Le temps de l’illusion est passé. Les promesses non tenues (« un jeune/un emploi »), les slogans sans lendemain et les discours creux d’un pouvoir à bout de souffle ont fini par miner la confiance du peuple. Aux yeux du citoyen lambda malheureusement la confusion est totale; les partisans du pouvoir comme de l’opposition, tout le monde se retrouve dans le même panier. Vous avez tous échoué. Or, il y a ceux qui gouvernent le pays et ceux qui s’opposent. Aujourd’hui, la majorité des Comoriens se sentent abandonnés, trahis et exclus de leur propre destin national.

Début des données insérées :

use anyhow::Result;
use async_trait::async_trait;
use diesel::{RunQueryDsl, delete, insert_into, prelude::*, update};
use std::sync::Arc;
use uuid::Uuid;

use crate::{
    domain,
    infra::db::postgres::{
        errors::map_constraint_error, postgres_connection::PgPoolSquad, schema::categories,
    },
};
use domain::{
    entities::categories::{CategoryEntity, InsertCategoryEntity, UpdateCategoryEntity},
    repositories::categories::CategoryRepository,
};

pub struct CategoryPostgres {
    db_pool: Arc<PgPoolSquad>,
}

impl CategoryPostgres {
    pub fn new(db_pool: Arc<PgPoolSquad>) -> Self {
        Self { db_pool }
    }
}

#[async_trait]
impl CategoryRepository for CategoryPostgres {
    async fn create(&self, category: InsertCategoryEntity) -> Result<CategoryEntity> {
        let mut conn = Arc::clone(&self.db_pool).get()?;

        let created = insert_into(categories::table)
            .values(&category)
            .returning(CategoryEntity::as_returning())
            .get_result::<CategoryEntity>(&mut conn)
            .map_err(map_constraint_error)?;

        Ok(created)
    }

    async fn list(&self, type_id: Option<Uuid>) -> Result<Vec<CategoryEntity>> {
        let mut conn = Arc::clone(&self.db_pool).get()?;

        let mut query = categories::table
            .select(CategoryEntity::as_select())
            .order(categories::name.asc())
            .into_boxed();

        if let Some(type_id) = type_id {
            query = query.filter(categories::type_id.eq(type_id));
        }

        Ok(query.load::<CategoryEntity>(&mut conn)?)
    }

    async fn find_by_id(&self, category_id: Uuid) -> Result<Option<CategoryEntity>> {
        let mut conn = Arc::clone(&self.db_pool).get()?;

        let result = categories::table
            .find(category_id)
            .select(CategoryEntity::as_select())
            .first::<CategoryEntity>(&mut conn)
            .optional()?;

        Ok(result)
    }

    async fn exists_by_slug(&self, slug: &str, exclude_id: Option<Uuid>) -> Result<bool> {
        let mut conn = Arc::clone(&self.db_pool).get()?;

        let mut query = categories::table
            .filter(categories::slug.eq(slug))
            .select(categories::id)
            .into_boxed();

        if let Some(exclude_id) = exclude_id {
            query = query.filter(categories::id.ne(exclude_id));
        }

        Ok(query.first::<Uuid>(&mut conn).optional()?.is_some())
    }

    async fn distinct_names(&self, type_id: Option<Uuid>) -> Result<Vec<String>> {
        let mut conn = Arc::clone(&self.db_pool).get()?;

        let mut query = categories::table
            .select(categories::name)
            .distinct()
            .order(categories::name.asc())
            .into_boxed();

        if let Some(type_id) = type_id {
            query = query.filter(categories::type_id.eq(type_id));
        }

        Ok(query.load::<String>(&mut conn)?)
    }

    async fn update(
        &self,
        category_id: Uuid,
        changes: UpdateCategoryEntity,
    ) -> Result<Option<CategoryEntity>> {
        let mut conn = Arc::clone(&self.db_pool).get()?;

        let updated = update(categories::table.find(category_id))
            .set(&changes)
            .returning(CategoryEntity::as_returning())
            .get_result::<CategoryEntity>(&mut conn)
            .optional()
            .map_err(map_constraint_error)?;

        Ok(updated)
    }

    async fn delete(&self, category_id: Uuid) -> Result<bool> {
        let mut conn = Arc::clone(&self.db_pool).get()?;

        let affected = delete(categories::table.find(category_id))
            .execute(&mut conn)
            .map_err(map_constraint_error)?;

        Ok(affected > 0)
    }
}
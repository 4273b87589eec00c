use std::fmt::Display;

use serde::{Deserialize, Serialize};

/// Payment state of a sale or purchase record, independent of gateway wording.
#[derive(Default, Debug, Clone, Copy, Serialize, Deserialize, PartialEq, Eq)]
#[serde(rename_all = "snake_case")]
pub enum OrderPaymentStatus {
    #[default]
    Pending,
    Paid,
    Failed,
    Refunded,
}

impl OrderPaymentStatus {
    pub fn as_str(&self) -> &'static str {
        match self {
            OrderPaymentStatus::Pending => "pending",
            OrderPaymentStatus::Paid => "paid",
            OrderPaymentStatus::Failed => "failed",
            OrderPaymentStatus::Refunded => "refunded",
        }
    }

    pub fn from_str(value: &str) -> Option<Self> {
        match value {
            "pending" => Some(OrderPaymentStatus::Pending),
            "paid" => Some(OrderPaymentStatus::Paid),
            "failed" => Some(OrderPaymentStatus::Failed),
            "refunded" => Some(OrderPaymentStatus::Refunded),
            _ => None,
        }
    }
}

impl Display for OrderPaymentStatus {
    fn fmt(&self, f: &mut std::fmt::Formatter<'_>) -> std::fmt::Result {
        f.write_str(self.as_str())
    }
}
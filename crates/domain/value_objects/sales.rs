use std::collections::BTreeMap;

use chrono::{DateTime, Utc};
use serde::{Deserialize, Serialize};
use uuid::Uuid;

use crate::domain::{
    entities::sales::{SaleEntity, SaleMetricRow},
    value_objects::{
        enums::{metrics_intervals::MetricsInterval, order_payment_statuses::OrderPaymentStatus},
        line_items::LineItem,
    },
};

pub const ADMIN_SALES_DEFAULT_LIMIT: i64 = 20;

#[derive(Debug, Clone, Serialize, Deserialize, PartialEq)]
pub struct SaleModel {
    pub id: Uuid,
    pub preference_id: Option<String>,
    pub payment_id: Option<String>,
    pub user_id: Uuid,
    pub items: Vec<LineItem>,
    pub subtotal: f64,
    pub taxes: f64,
    pub total: f64,
    pub currency: String,
    pub payer_email: Option<String>,
    pub status: String,
    pub payment_status: String,
    pub payment_provider: String,
    pub notes: Option<String>,
    pub created_at: DateTime<Utc>,
    pub updated_at: DateTime<Utc>,
}

impl From<SaleEntity> for SaleModel {
    fn from(entity: SaleEntity) -> Self {
        Self {
            id: entity.id,
            preference_id: entity.preference_id,
            payment_id: entity.payment_id,
            user_id: entity.user_id,
            items: entity.items,
            subtotal: entity.subtotal,
            taxes: entity.taxes,
            total: entity.total,
            currency: entity.currency,
            payer_email: entity.payer_email,
            status: entity.status,
            payment_status: entity.payment_status,
            payment_provider: entity.payment_provider,
            notes: entity.notes,
            created_at: entity.created_at,
            updated_at: entity.updated_at,
        }
    }
}

#[derive(Debug, Clone, Default, Deserialize)]
pub struct MySalesQuery {
    #[serde(default)]
    pub page: Option<i64>,
    #[serde(default)]
    pub limit: Option<i64>,
}

#[derive(Debug, Clone, Default, Deserialize)]
pub struct ListSalesQuery {
    #[serde(default)]
    pub from: Option<DateTime<Utc>>,
    #[serde(default)]
    pub to: Option<DateTime<Utc>>,
    #[serde(default)]
    pub status: Option<String>,
    #[serde(default)]
    pub payment_status: Option<String>,
    #[serde(default)]
    pub page: Option<i64>,
    #[serde(default)]
    pub limit: Option<i64>,
}

#[derive(Debug, Clone, Default, PartialEq)]
pub struct SalesFilter {
    pub user_id: Option<Uuid>,
    pub from: Option<DateTime<Utc>>,
    pub to: Option<DateTime<Utc>>,
    pub status: Option<String>,
    pub payment_status: Option<String>,
}

#[derive(Debug, Clone, Deserialize)]
pub struct UpdateSaleStatusModel {
    pub status: String,
}

#[derive(Debug, Clone, Copy, Default, Deserialize, PartialEq)]
pub struct MetricsRange {
    #[serde(default)]
    pub from: Option<DateTime<Utc>>,
    #[serde(default)]
    pub to: Option<DateTime<Utc>>,
}

#[derive(Debug, Clone, Default, Deserialize)]
pub struct TimeSeriesQuery {
    #[serde(default)]
    pub from: Option<DateTime<Utc>>,
    #[serde(default)]
    pub to: Option<DateTime<Utc>>,
    #[serde(default)]
    pub interval: Option<MetricsInterval>,
}

#[derive(Debug, Clone, Default, Serialize, PartialEq)]
pub struct MetricsOverviewModel {
    pub orders_count: i64,
    pub total_revenue: f64,
    pub paid_orders: i64,
    pub avg_order: f64,
}

#[derive(Debug, Clone, Serialize, PartialEq)]
pub struct MetricsPointModel {
    pub bucket: String,
    pub revenue: f64,
    pub count: i64,
}

pub fn metrics_overview(rows: &[SaleMetricRow]) -> MetricsOverviewModel {
    let orders_count = rows.len() as i64;
    let total_revenue: f64 = rows.iter().map(|row| row.total).sum();
    let paid_orders = rows
        .iter()
        .filter(|row| row.payment_status == OrderPaymentStatus::Paid.as_str())
        .count() as i64;

    let avg_order = if orders_count > 0 {
        total_revenue / orders_count as f64
    } else {
        0.0
    };

    MetricsOverviewModel {
        orders_count,
        total_revenue,
        paid_orders,
        avg_order,
    }
}

/// Buckets are labelled in UTC and returned in ascending label order.
pub fn metrics_time_series(
    rows: &[SaleMetricRow],
    interval: MetricsInterval,
) -> Vec<MetricsPointModel> {
    let mut buckets: BTreeMap<String, (f64, i64)> = BTreeMap::new();

    for row in rows {
        let label = row.created_at.format(interval.bucket_format()).to_string();
        let bucket = buckets.entry(label).or_insert((0.0, 0));
        bucket.0 += row.total;
        bucket.1 += 1;
    }

    buckets
        .into_iter()
        .map(|(bucket, (revenue, count))| MetricsPointModel {
            bucket,
            revenue,
            count,
        })
        .collect()
}

#[cfg(test)]
mod tests {
    use chrono::TimeZone;

    use super::*;

    fn row(y: i32, m: u32, d: u32, total: f64, payment_status: &str) -> SaleMetricRow {
        SaleMetricRow {
            created_at: Utc.with_ymd_and_hms(y, m, d, 12, 0, 0).unwrap(),
            total,
            payment_status: payment_status.to_string(),
        }
    }

    #[test]
    fn overview_of_no_sales_is_zeroed() {
        assert_eq!(metrics_overview(&[]), MetricsOverviewModel::default());
    }

    #[test]
    fn overview_counts_paid_orders_and_averages_revenue() {
        let rows = vec![
            row(2025, 1, 1, 100.0, "paid"),
            row(2025, 1, 2, 300.0, "paid"),
            row(2025, 1, 3, 200.0, "pending"),
        ];

        let overview = metrics_overview(&rows);

        assert_eq!(overview.orders_count, 3);
        assert_eq!(overview.paid_orders, 2);
        assert_eq!(overview.total_revenue, 600.0);
        assert_eq!(overview.avg_order, 200.0);
    }

    #[test]
    fn daily_series_is_sorted_ascending() {
        let rows = vec![
            row(2025, 3, 2, 50.0, "paid"),
            row(2025, 3, 1, 10.0, "paid"),
            row(2025, 3, 2, 25.0, "paid"),
        ];

        let series = metrics_time_series(&rows, MetricsInterval::Day);

        assert_eq!(
            series,
            vec![
                MetricsPointModel { bucket: "2025-03-01".to_string(), revenue: 10.0, count: 1 },
                MetricsPointModel { bucket: "2025-03-02".to_string(), revenue: 75.0, count: 2 },
            ]
        );
    }

    #[test]
    fn weekly_buckets_use_iso_week_year() {
        // 2024-12-30 belongs to ISO week 1 of 2025.
        let rows = vec![row(2024, 12, 30, 10.0, "paid"), row(2025, 1, 2, 5.0, "paid")];

        let series = metrics_time_series(&rows, MetricsInterval::Week);

        assert_eq!(series.len(), 1);
        assert_eq!(series[0].bucket, "2025-01");
        assert_eq!(series[0].count, 2);
    }

    #[test]
    fn monthly_buckets_group_by_month() {
        let rows = vec![row(2025, 1, 31, 1.0, "paid"), row(2025, 2, 1, 2.0, "paid")];

        let buckets: Vec<_> = metrics_time_series(&rows, MetricsInterval::Month)
            .into_iter()
            .map(|point| point.bucket)
            .collect();

        assert_eq!(buckets, vec!["2025-01", "2025-02"]);
    }
}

Par AHMED Mohamed alias Ben. Le Coordinateur Général du ROC
Des promesses sans lendemain

Ce sentiment de désespoir ne date pas d’aujourd’hui. Depuis des années, le pays s’enlise dans un immobilisme inquiétant, dominé par un régime dont la priorité semble être la conservation du pouvoir au détriment de la gouvernance et du développement. À force de mensonges d’État, de favoritisme et de promesses jamais réalisées, le lien de confiance entre le peuple et ses dirigeants s’est brisé.
Le pays vit depuis trop longtemps dans la répétition du même scénario politique. Le peuple aspire à une rupture du système. À chaque alternance annoncée, les espoirs renaissent, puis s’effondrent sous le poids des pratiques anciennes : corruption, clientélisme, instrumentalisation de la justice et exclusion des voix critiques. Le pouvoir recycle ses erreurs, ses hommes et ses méthodes. L’État se replie sur lui-même tandis que la population, elle, s’enfonce dans la précarité.
Les infrastructures sociales sont à l’abandon, les services publics se délitent, et la jeunesse, faute d’avenir, prend le chemin de non-retour. Le chômage massif des jeunes diplômés, l’inflation galopante alourdissant le quotidien du citoyen et l’absence de perspectives économiques ont transformé la vie quotidienne en lutte pour la survie. Pendant ce temps, le discours officiel continue de promettre des « lendemains meilleurs », sans jamais s’attaquer aux causes structurelles du malaise. Cette spirale d’échecs n’est pas une fatalité. Elle est le produit d’un système verrouillé, d’un pouvoir concentré entre quelques mains et d’une gouvernance sans vision.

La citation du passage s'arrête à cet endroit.